Читаем без скачивания Быть иль… Казаться - Владимир Андреевич Иванов
Шрифт:
Интервал:
Закладка:
Иван проводил вечернюю поверку подразделения: проверял по спискам наличие бойцов в строю, слушал доклады командиров взводов и служб, уточнял боевые задачи, когда в его кармане зазвонил телефон. Увидел номер Ролика – решил ответить.
– Бугор!
– Я!
– Продолжай проведение вечерней поверки!
– Есть!
Немного отойдя в сторону, поднял трубку:
– Говори!
Обычно весёлый голос любившего шутить и дурачиться Максимки сейчас был серьёзным:
– Вань, у нас беда.
В животе у него возник комок напряжённости, начавшей медленно расползаться вверх.
– Не тяни, что случилось?
Ролик вздохнул, готовясь преодолеть сложное препятствие:
– Был бой на «Западной» – пацаны погибли: Коля, Саня. Есть раненые, неопасно.
– Царствие небесное, – Иван перекрестился. Он знал одного из погибших – хороший, боевой парень, было жаль. Ему даже показалось, что возникшее после слова «беда» напряжение внутри ослабло: чёрная весть пришла не о ком-то из числа самых близких, как он готовился услышать, но тут Ролик добавил:
– Ванёк, Вал погиб.
Это был неожиданный удар, хотя, надо отдать должное Ролику, он старался его подготовить.
– Валера?!… Как?!
Ролик рассказывал что-то о попытке прорыва танками и пехотой – атаку отбили, а пацаны… пацаны их остановили. Добавил что-то ещё, что обычно говорится: крепись, братан, нам всем тяжело, приезжай…

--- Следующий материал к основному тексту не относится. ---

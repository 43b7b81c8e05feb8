//! SQLite-backed [`RecordStore`].
//!
//! A single `students` table; scores are stored as a JSON column. IDs are
//! `stu_` + UUIDv7, assigned on insert, so insertion order and id order
//! agree.

use async_trait::async_trait;
use rusqlite::{Connection, Row, params};
use tracing::debug;
use uuid::Uuid;

use educator_core::records::{NewStudentRecord, Scores, StudentRecord};

use crate::connection::ConnectionPool;
use crate::errors::{Result, StoreError};
use crate::store::RecordStore;

/// Schema for the students table.
const SCHEMA: &str = "CREATE TABLE IF NOT EXISTS students (
    id TEXT PRIMARY KEY,
    name TEXT NOT NULL,
    grade INTEGER NOT NULL,
    period TEXT NOT NULL,
    scores TEXT NOT NULL,
    created_at TEXT NOT NULL DEFAULT (strftime('%Y-%m-%dT%H:%M:%fZ', 'now'))
)";

/// Run schema migrations on a connection.
pub fn run_migrations(conn: &Connection) -> Result<()> {
    conn.execute_batch(SCHEMA)
        .map_err(|e| StoreError::Migration {
            message: format!("students table: {e}"),
        })?;
    Ok(())
}

/// Map a row (`id, name, grade, period, scores`) to a [`StudentRecord`].
fn row_to_record(row: &Row<'_>) -> rusqlite::Result<StudentRecord> {
    let scores_json: String = row.get(4)?;
    let scores: Scores = serde_json::from_str(&scores_json).map_err(|e| {
        rusqlite::Error::FromSqlConversionFailure(4, rusqlite::types::Type::Text, Box::new(e))
    })?;
    Ok(StudentRecord {
        id: row.get(0)?,
        name: row.get(1)?,
        grade: row.get(2)?,
        period: row.get(3)?,
        scores,
    })
}

/// r2d2-pooled SQLite record store.
pub struct SqliteRecordStore {
    pool: ConnectionPool,
}

impl SqliteRecordStore {
    /// Wrap an existing pool. [`run_migrations`] must have been applied.
    #[must_use]
    pub fn new(pool: ConnectionPool) -> Self {
        Self { pool }
    }

    /// Create a migrated in-memory store (for testing).
    pub fn new_in_memory() -> Result<Self> {
        let pool = crate::connection::new_in_memory(&crate::connection::ConnectionConfig::default())?;
        let conn = pool.get()?;
        run_migrations(&conn)?;
        Ok(Self::new(pool))
    }

    fn list_sync(&self) -> Result<Vec<StudentRecord>> {
        let conn = self.pool.get()?;
        let mut stmt = conn.prepare(
            "SELECT id, name, grade, period, scores FROM students ORDER BY created_at, id",
        )?;
        let rows = stmt.query_map([], row_to_record)?;

        let mut records = Vec::new();
        for row in rows {
            records.push(row?);
        }
        Ok(records)
    }

    fn create_sync(&self, record: NewStudentRecord) -> Result<StudentRecord> {
        let id = format!("stu_{}", Uuid::now_v7());
        let scores_json = serde_json::to_string(&record.scores)?;
        let conn = self.pool.get()?;
        let _ = conn.execute(
            "INSERT INTO students (id, name, grade, period, scores) VALUES (?1, ?2, ?3, ?4, ?5)",
            params![id, record.name, record.grade, record.period, scores_json],
        )?;
        debug!(%id, name = %record.name, "student record created");
        Ok(record.with_id(id))
    }
}

#[async_trait]
impl RecordStore for SqliteRecordStore {
    async fn list(&self) -> Result<Vec<StudentRecord>> {
        self.list_sync()
    }

    async fn create(&self, record: NewStudentRecord) -> Result<StudentRecord> {
        self.create_sync(record)
    }
}

// ─────────────────────────────────────────────────────────────────────────────
// Tests
// ─────────────────────────────────────────────────────────────────────────────

#[cfg(test)]
mod tests {
    use super::*;

    fn new_record(name: &str, math: f64) -> NewStudentRecord {
        NewStudentRecord {
            name: name.into(),
            grade: 3,
            period: "2026-I".into(),
            scores: Scores {
                math,
                language: 12.0,
                science: 13.0,
            },
        }
    }

    #[tokio::test]
    async fn list_empty_store() {
        let store = SqliteRecordStore::new_in_memory().unwrap();
        assert!(store.list().await.unwrap().is_empty());
    }

    #[tokio::test]
    async fn create_assigns_prefixed_id() {
        let store = SqliteRecordStore::new_in_memory().unwrap();
        let record = store.create(new_record("Ana", 14.0)).await.unwrap();
        assert!(record.id.starts_with("stu_"));
        assert_eq!(record.name, "Ana");
    }

    #[tokio::test]
    async fn list_returns_insertion_order() {
        let store = SqliteRecordStore::new_in_memory().unwrap();
        let _ = store.create(new_record("Ana", 14.0)).await.unwrap();
        let _ = store.create(new_record("Luis", 9.0)).await.unwrap();
        let _ = store.create(new_record("Eva", 17.0)).await.unwrap();

        let names: Vec<String> = store
            .list()
            .await
            .unwrap()
            .into_iter()
            .map(|r| r.name)
            .collect();
        assert_eq!(names, vec!["Ana", "Luis", "Eva"]);
    }

    #[tokio::test]
    async fn scores_roundtrip_through_json_column() {
        let store = SqliteRecordStore::new_in_memory().unwrap();
        let created = store.create(new_record("Ana", 14.5)).await.unwrap();
        let listed = store.list().await.unwrap();
        assert_eq!(listed.len(), 1);
        assert_eq!(listed[0].scores, created.scores);
        assert!((listed[0].scores.math - 14.5).abs() < f64::EPSILON);
    }

    #[tokio::test]
    async fn file_backed_store_persists() {
        let dir = tempfile::tempdir().unwrap();
        let path = dir.path().join("records.db");
        let pool = crate::connection::new_file(
            path.to_str().unwrap(),
            &crate::connection::ConnectionConfig::default(),
        )
        .unwrap();
        run_migrations(&pool.get().unwrap()).unwrap();

        let store = SqliteRecordStore::new(pool.clone());
        let _ = store.create(new_record("Ana", 14.0)).await.unwrap();

        let reopened = SqliteRecordStore::new(pool);
        assert_eq!(reopened.list().await.unwrap().len(), 1);
    }
}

С уходом близких кажется, что куда-то с ними уходит и часть тебя самого: был в твоём сердце человек, занимал какое-то место, а потом ушёл – память, конечно, осталась, но пустота свидетельствует, что части не хватает, и пока душа не сожмётся, не усохнет, эта пустота будет беспокоить. А может и не усохнет, а привыкнет человек к этой нехватке, как привыкает к инвалидности.
Прошло ещё несколько дней.
Иван приехал в город на штаб, получил указания от командира, зашёл к знакомому, что-то подписал – выехал обратно.
Уже почти на полпути к месту дислокации вдали послышался гул – «Грады»!
– Останови!
Он на миг то ли представил, то ли каким-то шестым чувством увидел, как в сторону города летят, разрезая воздух, ракеты – и сразу же где-то в центре прогремели разрывы.
– Поехали!
Но Плешнер уже развернул машину и мчался по полупустым улицам. Кто-то передал по рации, куда были прилёты, и сообщил, что были жертвы. Скоро они были на месте…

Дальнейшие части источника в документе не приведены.